# YOUR OBJECTIVE
Would you please transcribe, exactly as written, the lines of the entries below starting at the one that holds "option value=(kind.as_str()) selected" and ending at the one that holds "#[derive(Debug, Deserialize)]", both included?

# RECORDS SUPPLIED
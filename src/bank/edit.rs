//! Bank editing page and endpoint.

use std::sync::{Arc, Mutex};

use axum::{
    Form,
    extract::{FromRef, Path, State},
    http::StatusCode,
    response::{IntoResponse, Response},
};
use axum_htmx::HxRedirect;
use maud::html;
use rusqlite::Connection;

use crate::{
    AppState, Error,
    bank::{
        BankId, BankName,
        create::bank_form_view,
        domain::{BankFormData, normalize_bank_code},
        get_bank, update_bank,
    },
    endpoints,
    html::{FORM_CONTAINER_STYLE, base},
    navigation::NavBar,
};

/// The state needed for the edit bank page and endpoint.
#[derive(Debug, Clone)]
pub struct EditBankState {
    pub db_connection: Arc<Mutex<Connection>>,
}

impl FromRef<AppState> for EditBankState {
    fn from_ref(state: &AppState) -> Self {
        Self {
            db_connection: state.db_connection.clone(),
        }
    }
}

/// Render the bank editing page.
pub async fn get_edit_bank_page(
    Path(bank_id): Path<BankId>,
    State(state): State<EditBankState>,
) -> Result<Response, Error> {
    let connection = state
        .db_connection
        .lock()
        .inspect_err(|error| tracing::error!("could not acquire database lock: {error}"))
        .map_err(|_| Error::DatabaseLockError)?;

    let bank = get_bank(bank_id, &connection)?;
    let update_endpoint = endpoints::format_endpoint(endpoints::BANK, bank_id);

    let nav_bar = NavBar::new(endpoints::BANKS_VIEW).into_html();
    let form = bank_form_view(
        &update_endpoint,
        "hx-put",
        bank.name.as_ref(),
        bank.code.as_deref().unwrap_or_default(),
        "",
        "Enregistrer",
    );

    let content = html! {
        (nav_bar)
        div class=(FORM_CONTAINER_STYLE)
        {
            h1 class="mb-4 text-xl font-bold text-gray-900 dark:text-white" { "Modifier la banque" }
            (form)
        }
    };

    Ok(base("Modifier la banque", &[], &content).into_response())
}

/// Handle bank update form submission.
pub async fn update_bank_endpoint(
    Path(bank_id): Path<BankId>,
    State(state): State<EditBankState>,
    Form(form_data): Form<BankFormData>,
) -> Response {
    let update_endpoint = endpoints::format_endpoint(endpoints::BANK, bank_id);
    let code = normalize_bank_code(form_data.code.as_deref());

    let name = match BankName::new(&form_data.name) {
        Ok(name) => name,
        Err(error) => {
            return bank_form_view(
                &update_endpoint,
                "hx-put",
                &form_data.name,
                code.as_deref().unwrap_or_default(),
                &error.to_string(),
                "Enregistrer",
            )
            .into_response();
        }
    };

    let connection = match state.db_connection.lock() {
        Ok(connection) => connection,
        Err(error) => {
            tracing::error!("could not acquire database lock: {error}");
            return Error::DatabaseLockError.into_alert_response();
        }
    };

    match update_bank(bank_id, name, code, &connection) {
        Ok(_) => (
            HxRedirect(endpoints::BANKS_VIEW.to_owned()),
            StatusCode::SEE_OTHER,
        )
            .into_response(),
        Err(error @ (Error::UpdateMissingBank | Error::DuplicateBankName(_))) => {
            error.into_alert_response()
        }
        Err(error) => {
            tracing::error!("An unexpected error occurred while updating bank {bank_id}: {error}");
            error.into_alert_response()
        }
    }
}

#[cfg(test)]
mod edit_bank_tests {
    use std::sync::{Arc, Mutex};

    use axum::{
        Form,
        extract::{Path, State},
        http::StatusCode,
        response::IntoResponse,
    };
    use rusqlite::Connection;

    use crate::{
        bank::{BankName, create_bank, domain::BankFormData, get_bank},
        db::initialize,
        endpoints,
        test_utils::{
            assert_form_error_message, assert_form_input_with_value,
            assert_form_submit_button_with_text, assert_hx_endpoint, assert_hx_redirect,
            assert_valid_html, must_get_form, parse_html_document, parse_html_fragment,
        },
    };

    use super::{EditBankState, get_edit_bank_page, update_bank_endpoint};

    fn get_state() -> EditBankState {
        let connection =
            Connection::open_in_memory().expect("Could not open in-memory SQLite database");
        initialize(&connection).expect("Could not initialize database");

        EditBankState {
            db_connection: Arc::new(Mutex::new(connection)),
        }
    }

    #[tokio::test]
    async fn get_edit_bank_page_succeeds() {
        let state = get_state();
        let bank = create_bank(
            BankName::new_unchecked("BMCE"),
            None,
            &state.db_connection.lock().unwrap(),
        )
        .unwrap();

        let response = get_edit_bank_page(Path(bank.id), State(state))
            .await
            .unwrap();

        assert_eq!(response.status(), StatusCode::OK);
        let html = parse_html_document(response).await;
        assert_valid_html(&html);
        let form = must_get_form(&html);
        assert_hx_endpoint(
            &form,
            &endpoints::format_endpoint(endpoints::BANK, bank.id),
            "hx-put",
        );
        assert_form_input_with_value(&form, "name", "text", "BMCE");
        assert_form_submit_button_with_text(&form, "Enregistrer");
    }

    #[tokio::test]
    async fn get_edit_bank_page_with_invalid_id_returns_not_found() {
        let state = get_state();

        let response = get_edit_bank_page(Path(999), State(state))
            .await
            .into_response();

        assert_eq!(response.status(), StatusCode::NOT_FOUND);
    }

    #[tokio::test]
    async fn update_bank_endpoint_succeeds() {
        let state = get_state();
        let bank = create_bank(
            BankName::new_unchecked("BMCE"),
            None,
            &state.db_connection.lock().unwrap(),
        )
        .unwrap();
        let form = BankFormData {
            name: "Bank of Africa".to_owned(),
            code: Some("boa".to_owned()),
        };

        let response = update_bank_endpoint(Path(bank.id), State(state.clone()), Form(form)).await;

        assert_eq!(response.status(), StatusCode::SEE_OTHER);
        assert_hx_redirect(&response, endpoints::BANKS_VIEW);
        let bank = get_bank(bank.id, &state.db_connection.lock().unwrap()).unwrap();
        assert_eq!(bank.name.as_ref(), "Bank of Africa");
        assert_eq!(bank.code.as_deref(), Some("BOA"));
    }

    #[tokio::test]
    async fn update_bank_endpoint_with_invalid_id_returns_not_found() {
        let state = get_state();
        let form = BankFormData {
            name: "Bank of Africa".to_owned(),
            code: None,
        };

        let response = update_bank_endpoint(Path(999), State(state), Form(form)).await;

        assert_eq!(response.status(), StatusCode::NOT_FOUND);
    }

    #[tokio::test]
    async fn update_bank_endpoint_with_empty_name_returns_form() {
        let state = get_state();
        let form = BankFormData {
            name: String::new(),
            code: None,
        };

        let response = update_bank_endpoint(Path(1), State(state), Form(form)).await;

        assert_eq!(response.status(), StatusCode::OK);
        let html = parse_html_fragment(response).await;
        let form = must_get_form(&html);
        assert_form_error_message(&form, "Le nom de la banque est obligatoire");
    }
}
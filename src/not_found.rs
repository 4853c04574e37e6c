use axum::{
    http::StatusCode,
    response::{Html, IntoResponse, Response},
};

use crate::html::error_view;

pub struct NotFoundError;

impl IntoResponse for NotFoundError {
    fn into_response(self) -> Response {
        (
            StatusCode::NOT_FOUND,
            Html(
                error_view(
                    "Page introuvable",
                    "404",
                    "Page introuvable.",
                    "Vérifiez l'adresse ou revenez au tableau de bord.",
                )
                .into_string(),
            ),
        )
            .into_response()
    }
}

pub async fn get_404_not_found() -> Response {
    NotFoundError.into_response()
}
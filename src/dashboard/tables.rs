//! Table views for the dashboard.

use maud::{Markup, html};

use crate::{
    cheque::{ChequeListing, Currency},
    dashboard::stats::{RejectedClient, StatusTotal},
    endpoints::{self, format_endpoint},
    html::{
        BADGE_STYLE, LINK_STYLE, TABLE_CELL_STYLE, TABLE_HEADER_STYLE, TABLE_ROW_STYLE,
        format_amount, format_date,
    },
};

/// Amounts in several currencies, one per line.
pub(super) fn amounts_view(amounts: &[(Currency, f64)]) -> Markup {
    html! {
        @if amounts.is_empty() {
            "0.00"
        }
        @for (currency, amount) in amounts {
            span class="block" { (format_amount(*amount, currency.as_str())) }
        }
    }
}

pub(super) fn status_totals_table(totals: &[StatusTotal]) -> Markup {
    html! {
        div
        {
            h3 class="text-xl font-semibold mb-4" { "Répartition par statut" }

            div class="overflow-x-auto rounded-lg shadow"
            {
                table class="w-full text-sm text-left text-gray-500 dark:text-gray-400"
                {
                    thead class=(TABLE_HEADER_STYLE)
                    {
                        tr
                        {
                            th scope="col" class=(TABLE_CELL_STYLE) { "Statut" }
                            th scope="col" class=(TABLE_CELL_STYLE) { "Nombre" }
                            th scope="col" class=(TABLE_CELL_STYLE) { "Montant" }
                        }
                    }
                    tbody
                    {
                        @for total in totals {
                            tr class=(TABLE_ROW_STYLE) data-status-total=(total.status.as_str())
                            {
                                td class=(TABLE_CELL_STYLE)
                                {
                                    a
                                        href={ (endpoints::CHEQUES_VIEW) "?statut=" (total.status.as_str()) }
                                        class={ (BADGE_STYLE) " " (total.status.badge_style()) }
                                    {
                                        (total.status.label())
                                    }
                                }
                                td class=(TABLE_CELL_STYLE) { (total.count) }
                                td class=(TABLE_CELL_STYLE) { (amounts_view(&total.amounts)) }
                            }
                        }
                    }
                }
            }
        }
    }
}

pub(super) fn top_rejected_clients_table(clients: &[RejectedClient]) -> Markup {
    html! {
        div
        {
            h3 class="text-xl font-semibold mb-4" { "Clients avec le plus de rejets" }

            div class="overflow-x-auto rounded-lg shadow"
            {
                table class="w-full text-sm text-left text-gray-500 dark:text-gray-400"
                {
                    thead class=(TABLE_HEADER_STYLE)
                    {
                        tr
                        {
                            th scope="col" class=(TABLE_CELL_STYLE) { "Client" }
                            th scope="col" class=(TABLE_CELL_STYLE) { "Chèques rejetés" }
                        }
                    }
                    tbody
                    {
                        @for client in clients {
                            tr class=(TABLE_ROW_STYLE) data-rejected-client="true"
                            {
                                td class=(TABLE_CELL_STYLE)
                                {
                                    a
                                        href={ (endpoints::CHEQUES_VIEW) "?client=" (client.client_id) "&statut=rejete" }
                                        class=(LINK_STYLE)
                                    {
                                        (client.name)
                                    }
                                }
                                td class=(TABLE_CELL_STYLE) { (client.rejected_count) }
                            }
                        }

                        @if clients.is_empty() {
                            tr
                            {
                                td colspan="2" class="px-6 py-4 text-center"
                                {
                                    "Aucun chèque rejeté."
                                }
                            }
                        }
                    }
                }
            }
        }
    }
}

pub(super) fn recent_cheques_table(cheques: &[ChequeListing]) -> Markup {
    html! {
        div class="xl:col-span-2"
        {
            h3 class="text-xl font-semibold mb-4" { "Derniers chèques enregistrés" }

            div class="overflow-x-auto rounded-lg shadow"
            {
                table class="w-full text-sm text-left text-gray-500 dark:text-gray-400"
                {
                    thead class=(TABLE_HEADER_STYLE)
                    {
                        tr
                        {
                            th scope="col" class=(TABLE_CELL_STYLE) { "N°" }
                            th scope="col" class=(TABLE_CELL_STYLE) { "Client" }
                            th scope="col" class=(TABLE_CELL_STYLE) { "Banque" }
                            th scope="col" class=(TABLE_CELL_STYLE) { "Montant" }
                            th scope="col" class=(TABLE_CELL_STYLE) { "Échéance" }
                            th scope="col" class=(TABLE_CELL_STYLE) { "Statut" }
                        }
                    }
                    tbody
                    {
                        @for listing in cheques {
                            @let cheque = &listing.cheque;
                            tr class=(TABLE_ROW_STYLE) data-recent-cheque="true"
                            {
                                td class=(TABLE_CELL_STYLE)
                                {
                                    a
                                        href=(format_endpoint(endpoints::CHEQUE_VIEW, cheque.id))
                                        class=(LINK_STYLE)
                                    {
                                        (cheque.number)
                                    }
                                }
                                td class=(TABLE_CELL_STYLE) { (listing.client_name) }
                                td class=(TABLE_CELL_STYLE) { (listing.issuing_label()) }
                                td class=(TABLE_CELL_STYLE)
                                {
                                    (format_amount(cheque.amount, cheque.currency.as_str()))
                                }
                                td class=(TABLE_CELL_STYLE) { (format_date(cheque.due_date)) }
                                td class=(TABLE_CELL_STYLE)
                                {
                                    span class={ (BADGE_STYLE) " " (cheque.status.badge_style()) }
                                    {
                                        (cheque.status.label())
                                    }
                                }
                            }
                        }
                    }
                }
            }
        }
    }
}
//! The client form shared by the create and edit pages.

use axum::{
    extract::Query,
    response::{IntoResponse, Response},
};
use maud::{Markup, html};
use serde::Deserialize;

use crate::{
    client::{ClientKind, domain::ClientFormData},
    endpoints,
    form::optional_text_input,
    html::{
        BUTTON_PRIMARY_STYLE, FORM_ERROR_STYLE, FORM_LABEL_STYLE, FORM_TEXT_INPUT_STYLE,
        text_input,
    },
};

/// How the form is submitted.
pub(super) enum FormTarget<'a> {
    Create,
    Update { endpoint: &'a str },
}

pub(super) fn client_form_view(
    target: FormTarget<'_>,
    values: &ClientFormData,
    error_message: &str,
) -> Markup {
    let (hx_post, hx_put, submit_label) = match target {
        FormTarget::Create => (Some(endpoints::POST_CLIENT), None, "Créer le client"),
        FormTarget::Update { endpoint } => (None, Some(endpoint), "Enregistrer"),
    };

    html! {
        form
            hx-post=[hx_post]
            hx-put=[hx_put]
            hx-target-error="#alert-container"
            class="w-full max-w-md space-y-4 md:space-y-6"
        {
            div
            {
                label for="kind" class=(FORM_LABEL_STYLE) { "Type de client" }

                select
                    id="kind"
                    name="kind"
                    required
                    hx-get=(endpoints::CLIENT_IDENTITY_FIELDS)
                    hx-trigger="change"
                    hx-target="#identity-fields"
                    hx-swap="outerHTML"
                    class=(FORM_TEXT_INPUT_STYLE)
                {
                    @for kind in ClientKind::ALL {
                        @if kind == values.kind {
                            option value=(kind.as_str()) selected { (kind.label()) }
                        } @else {
                            option value=(kind.as_str()) { (kind.label()) }
                        }
                    }
                }
            }

            (text_input("name", "Nom", "text", &values.name, true))

            @if !error_message.is_empty() {
                p class=(FORM_ERROR_STYLE) { (error_message) }
            }

            (identity_fields(
                values.kind,
                values.id_number.as_deref(),
                values.tax_number.as_deref(),
            ))

            (optional_text_input("phone", "Téléphone", "tel", values.phone.as_deref()))
            (optional_text_input("email", "E-mail", "email", values.email.as_deref()))
            (optional_text_input("address", "Adresse", "text", values.address.as_deref()))

            button type="submit" class=(BUTTON_PRIMARY_STYLE) { (submit_label) }
        }
    }
}

/// The identity and tax number inputs, labelled for `kind`.
fn identity_fields(kind: ClientKind, id_number: Option<&str>, tax_number: Option<&str>) -> Markup {
    html! {
        div id="identity-fields" class="space-y-4 md:space-y-6"
        {
            (optional_text_input("id_number", kind.id_number_label(), "text", id_number))
            (optional_text_input("tax_number", kind.tax_number_label(), "text", tax_number))
        }
    }
}

#[derive(Debug, Deserialize)]
pub struct IdentityFieldsQuery {
    pub kind: ClientKind,
}

/// Swap in the identity inputs for the client kind selected in the form.
pub async fn get_identity_fields(Query(query): Query<IdentityFieldsQuery>) -> Response {
    identity_fields(query.kind, None, None).into_response()
}
//! Bank deletion endpoint.

use std::sync::{Arc, Mutex};

use axum::{
    extract::{FromRef, Path, State},
    response::{IntoResponse, Response},
};
use rusqlite::Connection;

use crate::{
    AppState, Error,
    alert::Alert,
    bank::{BankId, db::delete_bank},
};

/// The state needed for deleting a bank.
#[derive(Debug, Clone)]
pub struct DeleteBankEndpointState {
    pub db_connection: Arc<Mutex<Connection>>,
}

impl FromRef<AppState> for DeleteBankEndpointState {
    fn from_ref(state: &AppState) -> Self {
        Self {
            db_connection: state.db_connection.clone(),
        }
    }
}

/// Handle bank deletion. Returns success alert or error.
pub async fn delete_bank_endpoint(
    Path(bank_id): Path<BankId>,
    State(state): State<DeleteBankEndpointState>,
) -> Response {
    let connection = match state.db_connection.lock() {
        Ok(connection) => connection,
        Err(error) => {
            tracing::error!("could not acquire database lock: {error}");
            return Error::DatabaseLockError.into_alert_response();
        }
    };

    match delete_bank(bank_id, &connection) {
        Ok(_) => {
            tracing::info!("deleted bank {bank_id}");
            Alert::SuccessSimple {
                message: "Banque supprimée".to_owned(),
            }
            .into_response()
        }
        Err(error @ (Error::DeleteMissingBank | Error::BankHasCheques)) => {
            error.into_alert_response()
        }
        Err(error) => {
            tracing::error!("An unexpected error occurred while deleting bank {bank_id}: {error}");
            error.into_alert_response()
        }
    }
}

# SOLUTION
                            option value=(kind.as_str()) selected { (kind.label()) }
                        } @else {
                            option value=(kind.as_str()) { (kind.label()) }
                        }
                    }
                }
            }

            (text_input("name", "Nom", "text", &values.name, true))

            @if !error_message.is_empty() {
                p class=(FORM_ERROR_STYLE) { (error_message) }
            }

            (identity_fields(
                values.kind,
                values.id_number.as_deref(),
                values.tax_number.as_deref(),
            ))

            (optional_text_input("phone", "Téléphone", "tel", values.phone.as_deref()))
            (optional_text_input("email", "E-mail", "email", values.email.as_deref()))
            (optional_text_input("address", "Adresse", "text", values.address.as_deref()))

            button type="submit" class=(BUTTON_PRIMARY_STYLE) { (submit_label) }
        }
    }
}

/// The identity and tax number inputs, labelled for `kind`.
fn identity_fields(kind: ClientKind, id_number: Option<&str>, tax_number: Option<&str>) -> Markup {
    html! {
        div id="identity-fields" class="space-y-4 md:space-y-6"
        {
            (optional_text_input("id_number", kind.id_number_label(), "text", id_number))
            (optional_text_input("tax_number", kind.tax_number_label(), "text", tax_number))
        }
    }
}

#[derive(Debug, Deserialize)]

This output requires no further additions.